2.14. RNA-Seq and Bioinformatics Analysis

Total RNA was isolated from MLE-12 cells using Trizol. The library was prepared following the standard protocol provided by the Shanghai Bohao Institute. Library quality and fragment size distribution were evaluated using an Agilent 4200 Bioanalyzer. High-throughput sequencing was conducted on an Illumina NovaSeq 6000 platform (Illumina, San Diego, CA, USA). Raw sequencing reads were processed using Seqtk (https://github.com/lh3/seqtk, accessed on 13 November 2025) for quality filtering and subsequently mapped to the reference genome with HISAT2 (version: 2.0.4).
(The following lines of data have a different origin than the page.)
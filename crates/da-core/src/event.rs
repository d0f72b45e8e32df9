//! Events raised by the scene engine.
//!
//! Engines queue these as they happen (pointer presses, native free-draw
//! strokes, transforms applied by the user through selection handles); the
//! controller drains the queue after each operation.

use crate::id::ObjectId;
use kurbo::Point;

/// How an existing object was changed by a native interaction.
#[derive(Debug, Clone, Copy, PartialEq, Eq)]
pub enum ObjectChange {
    Moved,
    Scaled,
    Rotated,
    Skewed,
    Modified,
}

impl ObjectChange {
    /// Engine event names that map to an object change.
    pub const EVENT_NAMES: [&'static str; 5] = [
        "object:moved",
        "object:scaled",
        "object:rotated",
        "object:skewed",
        "object:modified",
    ];

    /// Map an engine event name (`object:moved`, ...) to a change kind.
    pub fn from_event_name(name: &str) -> Option<Self> {
        match name {
            "object:moved" => Some(Self::Moved),
            "object:scaled" => Some(Self::Scaled),
            "object:rotated" => Some(Self::Rotated),
            "object:skewed" => Some(Self::Skewed),
            "object:modified" => Some(Self::Modified),
            _ => None,
        }
    }
}

/// A native event from the canvas, in canvas coordinates.
#[derive(Debug, Clone, Copy, PartialEq)]
pub enum CanvasEvent {
    PointerDown(Point),
    PointerUp(Point),
    /// A free-draw stroke was committed as a new path object.
    PathCreated(ObjectId),
    /// An existing object was transformed. `id` is absent when the engine
    /// reports a change without a resolvable target.
    ObjectChanged {
        id: Option<ObjectId>,
        change: ObjectChange,
    },
}

impl CanvasEvent {
    /// Whether this event changes the scene and should count toward autosave.
    pub fn is_mutation(&self) -> bool {
        matches!(
            self,
            CanvasEvent::PathCreated(_) | CanvasEvent::ObjectChanged { .. }
        )
    }
}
Differential expression analysis and downstream statistical analyses were performed using the edgeR (version:3.2.0).

2.15. Animals

All animal experiments in this study were approved by the Animal Care and Welfare Ethics Committee of Jiangnan University (Approval No. WXCH2022-12-080, dated 20 December 2022) and conducted strictly adhering to relevant national and international guidelines for animal research. Pregnant Sprague–Dawley rats were obtained from the Animal Center of Jiangnan University.

2.16. BPD Rat Model

To mimic different pathological factors contributing to BPD, two neonatal Sprague-Dawley rat models were established by exposing them to LPS or hyperoxia. Postnatal day 1 (P1) pups were used for modeling and were housed with their dams under standard conditions (22–25 °C, 50–60% humidity), where the nursing dams had free access to food and water. The experiment was carried out as follows: LPS-induced BPD model: Neonatal rats were randomly assigned to three groups: Con: Rats were raised in room air (21% O₂) for seven days. LPS: Rats received daily intraperitoneal injections of LPS (500 μg/kg, 50 μL) under ambient air conditions. LPS + M2-Exo: Rats were treated with LPS (500 μg/kg) + M2-Exo (50 μg/kg) in a total volume of 50 μL daily. Hyperoxia-induced BPD model: Neonatal rats were randomly assigned to the following groups: Con: Rats were raised in room air (21% O₂) for seven days. Hyperoxia (Hyp): Rats were exposed to 85% O₂ in alternating cycles of 12 h hyperoxia and 12 h normoxia (21% O₂). Hyp + M2-Exo: Rats received daily intraperitoneal injections of M2-Exo (50 μg/kg, 50 μL) during exposure to hyperoxia. At the end of the experiment, rats were euthanized by cervical dislocation.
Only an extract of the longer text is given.